Nei Rafael Filho
Texto e fotos
Não há registros precisos, mas desde a década de 1990, ao menos, papeleiros de Porto Alegre se instalaram com suas famílias na Voluntários da Pátria, próximo das ruas Paraíba, Gaspar Martins e Câncio Gomes.
O jornal JÁ esteve no local e constatou o sofrimento, o abandono e mazelas de considerável população – mais de 500 famílias – com seus carrinhos de puxar com duas rodas, apelidados de pica-paus,
Falta espaço para o lixo, falta espaço para as pessoas , segundo seu Luís, 61 anos, morador do local há quatro décadas.
– Somos o descarte, o resto, a sobra da sobra, eu durmo no pica-pau. Não tem casa para todos, denuncia, emocionado, o veterano da Vila, , entre toneladas de lixo ensacadas nos “bags”, os sacos brancos confeccionados com resinas termoplásticas, virgens ou recicladas.
Duarte, 22 anos, ensacador local, diz que os bags queimam a mão.
– Desde o nascer do Sol trabalhamos sem luvas, sem uniforme, a Prefeitura não escuta nossos pedidos, critica.
Não tem praça para o lazer, os verões tórridos são infestados com insetos, roedores, alcoolismo e outras dependências químicas.
A circulação no entra e sai dos pica-paus no alinhamento da Voluntários da Pátria, disputando a pista com os carros é a rotina de dezenas de serviçais do ajuntamento de lixo obtido em containers, nas ruas e em grande parte do lixo descartado que a limpeza pública urbana não recolheu.
O habitante anônimo da Vila dos Papeleiros precariamente vive do comércio informal instalado. O resíduo material do que restou do consumo da cidade significa toneladas de lixo destinado para venda e posteriormente reciclagem.

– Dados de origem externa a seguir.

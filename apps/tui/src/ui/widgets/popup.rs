use crate::ui::widgets::theme::Palette;
use ratatui::layout::{Alignment, Constraint, Direction, Layout, Rect};
use ratatui::prelude::Buffer;
use ratatui::style::{Modifier, Style};
use ratatui::text::{Line as TextLine, Span};
use ratatui::widgets::{Block, Borders, Paragraph, Widget, Wrap};
use ratatui::Frame;

pub fn centered_rect(percent_x: u16, percent_y: u16, area: Rect) -> Rect {
    let popup_layout = Layout::default()
        .direction(Direction::Vertical)
        .constraints([
            Constraint::Percentage((100 - percent_y) / 2),
            Constraint::Percentage(percent_y),
            Constraint::Percentage((100 - percent_y) / 2),
        ])
        .split(area);

    let horizontal_layout = Layout::default()
        .direction(Direction::Horizontal)
        .constraints([
            Constraint::Percentage((100 - percent_x) / 2),
            Constraint::Percentage(percent_x),
            Constraint::Percentage((100 - percent_x) / 2),
        ])
        .split(popup_layout[1]);

    horizontal_layout[1]
}

pub struct ClearWidget;

impl Widget for ClearWidget {
    fn render(self, area: Rect, buf: &mut Buffer) {
        ratatui::widgets::Clear.render(area, buf);
    }
}

/// Modal message that must be dismissed before anything else responds.
pub fn render_alert(f: &mut Frame<'_>, message: &str, palette: &Palette) {
    let area = centered_rect(50, 20, f.area());
    f.render_widget(ClearWidget, area);

    let text = vec![
        TextLine::from(""),
        TextLine::from(Span::styled(
            message.to_string(),
            Style::default().fg(palette.error).add_modifier(Modifier::BOLD),
        )),
        TextLine::from(""),
        TextLine::from(vec![
            Span::styled("Enter", palette.key_hint()),
            Span::raw(" to dismiss"),
        ]),
    ];

    let paragraph = Paragraph::new(text)
        .block(
            Block::default()
                .title("Notice")
                .borders(Borders::ALL)
                .border_style(Style::default().fg(palette.error)),
        )
        .alignment(Alignment::Center)
        .wrap(Wrap { trim: true });
    f.render_widget(paragraph, area);
}

const HELP_ENTRIES: [(&str, &str); 14] = [
    ("F1", "Toggle this help"),
    ("q", "Quit"),
    ("t", "Toggle dark/light theme"),
    ("Esc", "Back"),
    ("Tab / Shift+Tab", "Move between controls"),
    ("Arrows", "Move the map crosshair or change a choice"),
    ("Enter / Space", "Place the marker or activate the control"),
    ("Mouse click", "Select a location or road on the map"),
    ("+ / -", "Zoom the map"),
    ("p", "Submit the prediction"),
    ("0-9 and -", "Type the forecast date (YYYY-MM-DD)"),
    ("/", "Filter roads by name"),
    ("r", "Retry loading roads"),
    ("1-6", "Pick a model on the selection screen"),
];

pub fn render_help(f: &mut Frame<'_>, palette: &Palette) {
    let area = centered_rect(60, 70, f.area());
    f.render_widget(ClearWidget, area);

    let lines: Vec<TextLine<'_>> = HELP_ENTRIES
        .iter()
        .map(|(key, action)| {
            TextLine::from(vec![
                Span::styled(format!("{key:>16}"), palette.key_hint()),
                Span::raw("  "),
                Span::styled(*action, Style::default().fg(palette.text)),
            ])
        })
        .collect();

    let paragraph = Paragraph::new(lines).block(
        Block::default()
            .title("Help")
            .borders(Borders::ALL)
            .border_style(Style::default().fg(palette.accent)),
    );
    f.render_widget(paragraph, area);
}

A atividade não é fiscalizada e o entorno dos bairros Farrapos e Quarto Distrito é a soma de prédios antigos abandonados na rtegião, cuja função improvisada é a de depósitos aos imensos sacos de fibra sintética.

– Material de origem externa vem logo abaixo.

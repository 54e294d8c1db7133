use crate::app::expert::{ExpertDashboard, ExpertFocus};
use crate::app::App;
use crate::domain::LocalEvent;
use crate::ui::layout::dashboard_areas;
use crate::ui::screens::common::{render_footer, render_header};
use crate::ui::widgets::map::{render_map, MapWidgetState};
use crate::ui::widgets::results::render_results;
use crate::ui::widgets::theme::Palette;
use ratatui::layout::{Constraint, Direction, Layout, Rect};
use ratatui::style::{Modifier, Style};
use ratatui::text::{Line as TextLine, Span};
use ratatui::widgets::{Block, Borders, Paragraph, Wrap};
use ratatui::Frame;

pub fn render_expert(app: &App, f: &mut Frame<'_>, palette: &Palette) {
    let Some(dashboard) = app.expert.as_ref() else {
        return;
    };
    let profile = dashboard.variant().profile();
    let areas = dashboard_areas(f.area());

    render_header(f, areas.header, profile.title, profile.tagline, palette);
    render_controls(dashboard, f, areas.controls, palette);
    render_map(
        f,
        areas.map,
        &MapWidgetState {
            view: &dashboard.map_view,
            surface: &dashboard.surface,
            title: "Map",
            focused: dashboard.focus == ExpertFocus::Map,
        },
        palette,
    );
    render_results(f, areas.results, &dashboard.results, palette);
    render_footer(
        app,
        f,
        areas.footer,
        &[("Tab", "Next"), ("Enter", "Select"), ("p", "Predict"), ("Esc", "Models"), ("F1", "Help")],
        palette,
    );
}

fn render_controls(dashboard: &ExpertDashboard, f: &mut Frame<'_>, area: Rect, palette: &Palette) {
    let order = dashboard.focus_order();
    let constraints: Vec<Constraint> = order
        .iter()
        .map(|focus| match focus {
            ExpertFocus::Map => Constraint::Length(5),
            _ => Constraint::Length(4),
        })
        .chain(std::iter::once(Constraint::Min(0)))
        .collect();
    let sections = Layout::default()
        .direction(Direction::Vertical)
        .constraints(constraints)
        .split(area);

    for (step, (focus, section)) in order.iter().zip(sections.iter()).enumerate() {
        let focused = dashboard.focus == *focus;
        let (title, lines) = match focus {
            ExpertFocus::Map => (
                format!("Step {}: Select Location", step + 1),
                vec![
                    TextLine::from(vec![
                        Span::styled("Selected: ", Style::default().fg(palette.muted)),
                        Span::styled(dashboard.map_selection.label(), Style::default().fg(palette.text)),
                    ]),
                    TextLine::from(Span::styled(
                        "Click the map or press Enter at the crosshair",
                        Style::default().fg(palette.muted),
                    )),
                ],
            ),
            ExpertFocus::Time => (
                format!("Step {}: Prediction Time", step + 1),
                vec![time_line(dashboard, palette)],
            ),
            ExpertFocus::Event => (
                format!("Step {}: Local Event", step + 1),
                vec![event_line(dashboard.selection.event().unwrap_or_default(), focused, palette)],
            ),
            ExpertFocus::Date => (
                format!("Step {}: Forecast Date", step + 1),
                vec![date_line(dashboard, focused, palette)],
            ),
            ExpertFocus::Submit => (String::new(), vec![submit_line(dashboard, focused, palette)]),
        };

        let paragraph = Paragraph::new(lines)
            .block(
                Block::default()
                    .title(title)
                    .borders(Borders::ALL)
                    .border_style(palette.block_border(focused)),
            )
            .wrap(Wrap { trim: true });
        f.render_widget(paragraph, *section);
    }
}

fn time_line<'a>(dashboard: &ExpertDashboard, palette: &Palette) -> TextLine<'a> {
    let selected = dashboard.selection.prediction_time();
    let spans: Vec<Span<'a>> = dashboard
        .variant()
        .profile()
        .layout
        .time_options
        .iter()
        .map(|option| {
            let style = if *option == selected {
                palette.selected()
            } else {
                Style::default().fg(palette.text)
            };
            Span::styled(format!(" {} ", option.label()), style)
        })
        .collect();
    TextLine::from(spans)
}

fn event_line<'a>(event: LocalEvent, focused: bool, palette: &Palette) -> TextLine<'a> {
    let arrows = Style::default().fg(if focused { palette.focus } else { palette.muted });
    TextLine::from(vec![
        Span::styled("◀ ", arrows),
        Span::styled(
            event.label(),
            Style::default().fg(palette.text).add_modifier(Modifier::BOLD),
        ),
        Span::styled(" ▶", arrows),
    ])
}

fn date_line<'a>(dashboard: &ExpertDashboard, focused: bool, palette: &Palette) -> TextLine<'a> {
    let text = if dashboard.date_input.is_empty() && !focused {
        Span::styled("YYYY-MM-DD", Style::default().fg(palette.muted))
    } else {
        Span::styled(dashboard.date_input.clone(), Style::default().fg(palette.text))
    };
    let cursor = if focused { "█" } else { "" };
    let status = if dashboard.selection.selected_date().is_some() {
        Span::styled("  ✓", Style::default().fg(ratatui::style::Color::Green))
    } else {
        Span::raw("")
    };
    TextLine::from(vec![text, Span::styled(cursor, Style::default().fg(palette.focus)), status])
}

fn submit_line<'a>(dashboard: &ExpertDashboard, focused: bool, palette: &Palette) -> TextLine<'a> {
    let style = if dashboard.submit.is_busy() {
        Style::default().fg(palette.muted).add_modifier(Modifier::ITALIC)
    } else if focused {
        palette.selected()
    } else {
        Style::default().fg(palette.accent).add_modifier(Modifier::BOLD)
    };
    TextLine::from(Span::styled(format!("[ {} ]", dashboard.submit.label()), style))
}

Dezenas desses bags estão expostos a céu aberto e armazenam centenas destes volumes sem qualquer segurança ou controle do perigo de incêndio, a par do que aconteceu na Vila em 2003. Garrafas pets, papéis, latas, metais, tudo o que pode ser pesado e comprimido em fardos de 150 KG nas cooperativas e vendido a preço vil passa pela Vila dos Papeleiros.
A chegada dos pica-paus na Vila é também recepcionada por coletores motorizados, destinando o descartável seletivo às cooperativas que adquirem o lixo separado para futura reciclagem. Tudo é feito ao som do ritmo bate-estaca e funk.
À medida que o dia de trabalho esgota a força empregada dos carregadores da luta insana para vencer o lixo – que não para de chegar – na crescente aparição de carregadores de pica-paus à procura de espaço para descanso, embora dezenas deles se fixem nos arredores de chão batido. Para passar a noite em colchões improvisados de bags vazios, disputando espaço no interior dos carrinhos de puxar, entre latas, papeis e garrafas para o dia seguinte.